Huizar secured his BART internship in a somewhat unusual fashion, as he emailed BART General Manager Bob Powers directly after watching him and fellow transit leaders speak during a press conference for the April Transit CEO Ride-a-Long.
“A bunch of the CEOs went up and talked about accessibility and providing quality transportation is something I’m passionate about,” Huizar said. “I thought, you know, I’d really like to be involved in that.”
So, he decided to email Powers and ask for a conversation.
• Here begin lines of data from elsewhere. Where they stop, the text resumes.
#[cfg(test)]
mod tests {
    use super::*;
    use crate::imaging::backend::tests::MockAdapter;
    use crate::imaging::converters::tests::SpyBackend;
    use crate::imaging::{ConversionBackend, TargetFormat};
    use crate::store::JsonStore;
    use crate::test_helpers::*;

    fn mock_generator(media: MediaDirectory, webp: bool, avif: bool) -> ResponsiveImageGenerator {
        let adapter = MockAdapter {
            fail_on: Some("broken".into()),
            ..MockAdapter::writing("mock")
        };
        let backends: Vec<Box<dyn ConversionBackend>> = vec![
            Box::new(SpyBackend::new("webp", TargetFormat::WebP, webp, true)),
            Box::new(SpyBackend::new("avif", TargetFormat::Avif, avif, true)),
        ];
        ResponsiveImageGenerator::new(
            CropProcessor::new(vec![Box::new(adapter)], Quality::default()),
            FormatConverter::new(backends),
            media,
            ArtifactLayout::default(),
        )
    }

    fn real_generator(media: MediaDirectory) -> ResponsiveImageGenerator {
        ResponsiveImageGenerator::new(
            CropProcessor::with_default_adapters(Quality::default()),
            FormatConverter::with_default_backends(Arc::new(BinaryProbe::new(
                media.root().join("no-bin"),
            ))),
            media,
            ArtifactLayout::default(),
        )
    }

    #[test]
    fn generates_all_three_artifacts() {
        let (_tmp, media) = scratch_media();
        add_source_png(&media, "banner/hero.png", 400, 200);
        let generator = mock_generator(media.clone(), true, true);
        let mut crop = crop_for(12, 1, "banner/hero.png");
        let bp = breakpoint(1, "desktop", (800, 600), 10);

        generator.generate(&mut crop, &bp).unwrap();

        let hash = crop_hash(&crop);
        let base = format!("banner_slider/responsive/12/desktop_{hash}");
        assert_eq!(crop.cropped_image, Some(format!("{base}.png")));
        assert_eq!(crop.webp_image, Some(format!("{base}.webp")));
        assert_eq!(crop.avif_image, Some(format!("{base}.avif")));
        assert_eq!(crop.sort_order, 10);
        for path in crop.artifact_paths() {
            assert!(media.exists(path), "{path}");
        }
    }

    #[test]
    fn webp_primary_is_not_converted_onto_itself() {
        let (_tmp, media) = scratch_media();
        add_source_png(&media, "banner/hero.webp", 200, 100);
        let generator = mock_generator(media.clone(), true, true);
        let mut crop = crop_for(12, 1, "banner/hero.webp");

        generator
            .generate(&mut crop, &breakpoint(1, "desktop", (100, 50), 10))
            .unwrap();

        let cropped = crop.cropped_image.as_deref().unwrap();
        assert!(cropped.ends_with(".webp"));
        assert_eq!(crop.webp_image, None);
        assert!(crop.avif_image.is_some());
        assert!(media.exists(cropped));
    }

    #[test]
    fn unsupported_formats_leave_paths_empty() {
        let (_tmp, media) = scratch_media();
        add_source_png(&media, "hero.png", 100, 100);
        let generator = mock_generator(media, false, false);
        let mut crop = crop_for(1, 1, "hero.png");

        generator
            .generate(&mut crop, &breakpoint(1, "mobile", (100, 100), 40))
            .unwrap();

        assert!(crop.cropped_image.is_some());
        assert_eq!(crop.webp_image, None);
        assert_eq!(crop.avif_image, None);
    }

    #[test]
    fn disabled_formats_are_not_converted() {
        let (_tmp, media) = scratch_media();
        add_source_png(&media, "hero.png", 100, 100);
        let generator = mock_generator(media, true, true);
        let mut crop = crop_for(1, 1, "hero.png");
        crop.generate_avif = false;

        generator
            .generate(&mut crop, &breakpoint(1, "mobile", (100, 100), 40))
            .unwrap();

        assert!(crop.webp_image.is_some());
        assert_eq!(crop.avif_image, None);
    }

    #[test]
    fn missing_source_reference_is_error() {
        let (_tmp, media) = scratch_media();
        let generator = mock_generator(media, true, true);
        let mut crop = ResponsiveCrop::new(1, 1);

        let result = generator.generate(&mut crop, &breakpoint(1, "desktop", (100, 100), 10));
        assert!(matches!(result, Err(GenerateError::NoSource)));
    }

    #[test]
    fn missing_source_file_is_error() {
        let (_tmp, media) = scratch_media();
        let generator = mock_generator(media, true, true);
        let mut crop = crop_for(1, 1, "gone.jpg");

        let result = generator.generate(&mut crop, &breakpoint(1, "desktop", (100, 100), 10));
        assert!(matches!(result, Err(GenerateError::SourceMissing(s)) if s == "gone.jpg"));
    }

    #[test]
    fn regeneration_replaces_previous_artifacts() {
        let (_tmp, media) = scratch_media();
        add_source_png(&media, "hero.png", 400, 200);
        let generator = mock_generator(media.clone(), true, true);
        let bp = breakpoint(1, "desktop", (800, 600), 10);
        let mut crop = crop_for(5, 1, "hero.png");

        generator.generate(&mut crop, &bp).unwrap();
        let first: Vec<String> = crop.artifact_paths().into_iter().map(String::from).collect();
        assert_eq!(first.len(), 3);

        crop.crop_x = Some(20);
        generator.generate(&mut crop, &bp).unwrap();

        for old in &first {
            assert!(!media.exists(old), "stale artifact left behind: {old}");
        }
        for new in crop.artifact_paths() {
            assert!(media.exists(new));
            assert!(!first.iter().any(|o| o == new));
        }
        let remaining = std::fs::read_dir(media.absolute("banner_slider/responsive/5"))
            .unwrap()
            .count();
        assert_eq!(remaining, 3);
    }

    #[test]
    fn target_height_follows_crop_aspect() {
        let (_tmp, media) = scratch_media();
        add_source_png(&media, "hero.png", 400, 300);
        let generator = real_generator(media.clone());
        let mut crop = crop_for(1, 1, "hero.png");
        crop.crop_x = Some(10);
        crop.crop_y = Some(20);
        crop.crop_width = Some(200);
        crop.crop_height = Some(100);
        crop.generate_avif = false;

        generator
            .generate(&mut crop, &breakpoint(1, "desktop", (800, 600), 10))
            .unwrap();

        let cropped = media.absolute(crop.cropped_image.as_deref().unwrap());
        assert_eq!(image::image_dimensions(&cropped).unwrap(), (800, 400));
        let webp = media.absolute(crop.webp_image.as_deref().unwrap());
        assert_eq!(image::image_dimensions(&webp).unwrap(), (800, 400));
    }

    #[test]
    fn crop_size_defaults_to_breakpoint_target() {
        let (_tmp, media) = scratch_media();
        add_source_png(&media, "hero.png", 400, 300);
        let generator = real_generator(media.clone());
        let mut crop = crop_for(1, 1, "hero.png");
        crop.generate_webp = false;
        crop.generate_avif = false;

        generator
            .generate(&mut crop, &breakpoint(1, "mobile", (200, 100), 40))
            .unwrap();

        let cropped = media.absolute(crop.cropped_image.as_deref().unwrap());
        assert_eq!(image::image_dimensions(&cropped).unwrap(), (200, 100));
    }

    #[test]
    fn delete_clears_paths_and_tolerates_missing_files() {
        let (_tmp, media) = scratch_media();
        std::fs::write(media.absolute("a.jpg"), b"x").unwrap();
        let generator = mock_generator(media.clone(), true, true);
        let mut crop = ResponsiveCrop {
            cropped_image: Some("a.jpg".into()),
            webp_image: Some("never-written.webp".into()),
            ..ResponsiveCrop::new(1, 1)
        };

        assert!(generator.delete_generated_images(&mut crop));
        assert!(!media.exists("a.jpg"));
        assert!(!crop.has_artifacts());
    }

    #[test]
    fn batch_isolates_failing_crop() {
        let (_tmp, media) = scratch_media();
        add_source_png(&media, "one.png", 100, 100);
        add_source_png(&media, "broken.png", 100, 100);
        add_source_png(&media, "three.png", 100, 100);
        let generator = mock_generator(media, true, true);

        let store = JsonStore::in_memory();
        for (id, name, order) in [(1, "desktop", 10), (2, "tablet", 30), (3, "mobile", 40)] {
            store
                .save_breakpoint(&mut breakpoint(id, name, (100, 100), order))
                .unwrap();
        }
        store.save_crop(&mut crop_for(9, 1, "one.png")).unwrap();
        store.save_crop(&mut crop_for(9, 2, "broken.png")).unwrap();
        store.save_crop(&mut crop_for(9, 3, "three.png")).unwrap();

        let mut generated = Vec::new();
        let logs = capture_logs(|| {
            generated = generator.generate_for_banner(&store, &store, 9).unwrap();
        });

        let sources: Vec<_> = generated.iter().filter_map(|c| c.source()).collect();
        assert_eq!(sources, vec!["one.png", "three.png"]);
        assert!(generated.iter().all(|c| c.webp_image.is_some() && c.avif_image.is_some()));
        assert_eq!(count_level(&logs, "ERROR"), 1, "{logs}");
        assert!(logs.contains("crop_id=Some(2)"), "{logs}");

        // Successful crops were saved as they completed
        let saved = store.get_crop(1).unwrap().unwrap();
        assert!(saved.cropped_image.is_some());
        assert!(store.get_crop(2).unwrap().unwrap().cropped_image.is_none());
    }

    #[test]
    fn batch_skips_crops_without_source() {
        let (_tmp, media) = scratch_media();
        let generator = mock_generator(media, true, true);
        let store = JsonStore::in_memory();
        store
            .save_breakpoint(&mut breakpoint(1, "desktop", (100, 100), 10))
            .unwrap();
        store.save_crop(&mut ResponsiveCrop::new(4, 1)).unwrap();

        let mut generated = Vec::new();
        let logs = capture_logs(|| {
            generated = generator.generate_for_banner(&store, &store, 4).unwrap();
        });

        assert!(generated.is_empty());
        assert_eq!(count_level(&logs, "ERROR"), 0);
    }

    #[test]
    fn batch_logs_missing_breakpoint() {
        let (_tmp, media) = scratch_media();
        add_source_png(&media, "one.png", 10, 10);
        let generator = mock_generator(media, true, true);
        let store = JsonStore::in_memory();
        store.save_crop(&mut crop_for(4, 77, "one.png")).unwrap();

        let logs = capture_logs(|| {
            assert!(generator.generate_for_banner(&store, &store, 4).unwrap().is_empty());
        });
        assert!(logs.contains("Breakpoint 77 not found"), "{logs}");
    }

    #[test]
    fn base_path_is_under_media_root() {
        let generator = mock_generator(MediaDirectory::new("/srv/media"), true, true);
        assert_eq!(
            generator.responsive_base_path(),
            PathBuf::from("/srv/media/banner_slider/responsive")
        );
    }

    #[test]
    fn from_config_searches_vendor_bin_under_root() {
        let generator =
            ResponsiveImageGenerator::from_config(Path::new("/srv/shop"), &SliderConfig::default());
        assert_eq!(
            generator.converter().bin_dir(),
            Some(Path::new("/srv/shop/vendor/bin"))
        );
    }
}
Huizar figured he wouldn’t respond, so he hit send on the message before “chickening out.”
Two weeks later, he received an email from Alaric Degrafinried, assistant general manager of administration at BART. The gist of Degrafinried’s reply was, "When can you meet?"
After an initial phone call, Degrafinried invited Huizar to BART Headquarters.
“I was really excited; it was crazy to go to the place where everything happens,” Huizar said. “And now, I’m here and I’m uniquely suited for this because I’m someone who uses, who needs these pathways to navigate these stations, which can sometimes be very daunting and confusing for people. It would be great if people would put the effort in so people like me can find things on our own – without having to ask for help.”
Carborundum Stair nosing/anti-slip strip BART is currently in the process of updating station platform-edge warning strips, which will soon be all bright yellow tiles with truncated domes, eliminating the black tiles, which had denoted car boarding areas. To mark platform waiting areas for door openings for the three-door train cars, BART will be installing stickers adjacent to the warning strip. The train car’s middle door will be a blue-edged sticker, to denote the dedicated space for those who use wheelchairs and other mobility devices. Additionally, at the center of the platform, there will be three-foot by four-foot yellow directional bar tiles extending from the platform edge tiles, to let blind and low vision riders know of the guaranteed boarding area, regardless of the length of the train. There is an exception to this rule, when the train is in “manual mode” and stops at the end of the platform.